Exercise prompt. The line with "let transport: Arc<dyn", the line with "rebuild the adapters", and all lines between them in the material below: return these exactly, and no others.

Data for the task.
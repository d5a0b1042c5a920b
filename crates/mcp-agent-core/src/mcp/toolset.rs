//! MCP toolset: one server connection and the tools it exposes

use super::client::McpClient;
use super::connection::ConnectionParams;
use super::transport::{McpTransport, SseTransport, StdioTransport};
use super::types::McpServerInfo;
use crate::error::AgentResult;
use crate::tools::{McpToolAdapter, Tool};
use parking_lot::RwLock;
use std::sync::Arc;
use tracing::{debug, info, instrument, warn};

/// Connection to one MCP server plus the agent tools built from its tool list
///
/// The toolset owns the connection; [`McpToolset::close`] releases it.
pub struct McpToolset {
    client: Arc<McpClient>,
    /// Restricts exposed tools to these names when set
    tool_filter: Option<Vec<String>>,
    tools: RwLock<Vec<Arc<dyn Tool>>>,
}

impl McpToolset {
    /// Connect to a server, run the MCP handshake and discover its tools
    #[instrument(skip(params), fields(server = %params), level = "debug")]
    pub async fn from_server(params: ConnectionParams) -> AgentResult<Self> {
        Self::from_server_filtered(params, None).await
    }

    /// Like [`McpToolset::from_server`], exposing only the named tools
    pub async fn from_server_filtered(
        params: ConnectionParams,
        tool_filter: Option<Vec<String>>,
    ) -> AgentResult<Self> {
        let transport: Arc<dyn McpTransport> = match &params {
            ConnectionParams::Stdio(p) => {
                Arc::new(StdioTransport::spawn(&p.command, &p.args, &p.env).await?)
            }
            ConnectionParams::Sse(p) => Arc::new(SseTransport::connect(p).await?),
        };

        Self::from_transport(transport, tool_filter).await
    }

    /// Build a toolset over an already-open transport
    pub async fn from_transport(
        transport: Arc<dyn McpTransport>,
        tool_filter: Option<Vec<String>>,
    ) -> AgentResult<Self> {
        let client = Arc::new(McpClient::new(transport));

        if let Err(e) = client.initialize().await {
            let _ = client.close().await;
            return Err(e.into());
        }

        let toolset = Self {
            client,
            tool_filter,
            tools: RwLock::new(Vec::new()),
        };

        if let Err(e) = toolset.fetch_tools().await {
            let _ = toolset.close().await;
            return Err(e);
        }

        if let Some(info) = toolset.client.server_info() {
            info!(
                "Connected to MCP server {} {} ({} tools)",
                info.name,
                info.version,
                toolset.len()
            );
        }

        Ok(toolset)
    }

    /// Re-list the server's tools and rebuild the adapters
    pub async fn fetch_tools(&self) -> AgentResult<Vec<Arc<dyn Tool>>> {
        let listed = self.client.list_tools().await?;

        let tools: Vec<Arc<dyn Tool>> = listed
            .into_iter()
            .filter(|tool| self.is_selected(&tool.name))
            .map(|tool| {
                Arc::new(McpToolAdapter::new(tool, Arc::clone(&self.client))) as Arc<dyn Tool>
            })
            .collect();

        if let Some(filter) = &self.tool_filter {
            for name in filter {
                if !tools.iter().any(|t| t.name() == name) {
                    warn!("Tool '{}' requested by filter is not offered by the server", name);
                }
            }
        }

        debug!(count = tools.len(), "Fetched MCP tools");
        *self.tools.write() = tools.clone();
        Ok(tools)
    }

    /// Tools discovered by the last fetch
    pub fn tools(&self) -> Vec<Arc<dyn Tool>> {
        self.tools.read().clone()
    }

    pub fn len(&self) -> usize {
        self.tools.read().len()
    }

    pub fn is_empty(&self) -> bool {
        self.tools.read().is_empty()
    }

    pub fn server_info(&self) -> Option<McpServerInfo> {
        self.client.server_info()
    }

    /// Underlying client
    pub fn client(&self) -> &Arc<McpClient> {
        &self.client
    }

    pub fn is_connected(&self) -> bool {
        self.client.is_connected()
    }

    /// Release the server connection. Calling it again is a no-op.
    pub async fn close(&self) -> AgentResult<()> {
        self.client.close().await?;
        Ok(())
    }

    fn is_selected(&self, name: &str) -> bool {
        match &self.tool_filter {
            Some(filter) => filter.iter().any(|n| n == name),
            None => true,
        }
    }
}

impl std::fmt::Debug for McpToolset {
    fn fmt(&self, f: &mut std::fmt::Formatter<'_>) -> std::fmt::Result {
        let names: Vec<String> = self
            .tools
            .read()
            .iter()
            .map(|t| t.name().to_string())
            .collect();
        f.debug_struct("McpToolset").field("tools", &names).finish()
    }
}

Result of this task.
        let transport: Arc<dyn McpTransport> = match &params {
            ConnectionParams::Stdio(p) => {
                Arc::new(StdioTransport::spawn(&p.command, &p.args, &p.env).await?)
            }
            ConnectionParams::Sse(p) => Arc::new(SseTransport::connect(p).await?),
        };

        Self::from_transport(transport, tool_filter).await
    }

    /// Build a toolset over an already-open transport
    pub async fn from_transport(
        transport: Arc<dyn McpTransport>,
        tool_filter: Option<Vec<String>>,
    ) -> AgentResult<Self> {
        let client = Arc::new(McpClient::new(transport));

        if let Err(e) = client.initialize().await {
            let _ = client.close().await;
            return Err(e.into());
        }

        let toolset = Self {
            client,
            tool_filter,
            tools: RwLock::new(Vec::new()),
        };

        if let Err(e) = toolset.fetch_tools().await {
            let _ = toolset.close().await;
            return Err(e);
        }

        if let Some(info) = toolset.client.server_info() {
            info!(
                "Connected to MCP server {} {} ({} tools)",
                info.name,
                info.version,
                toolset.len()
            );
        }

        Ok(toolset)
    }

    /// Re-list the server's tools and rebuild the adapters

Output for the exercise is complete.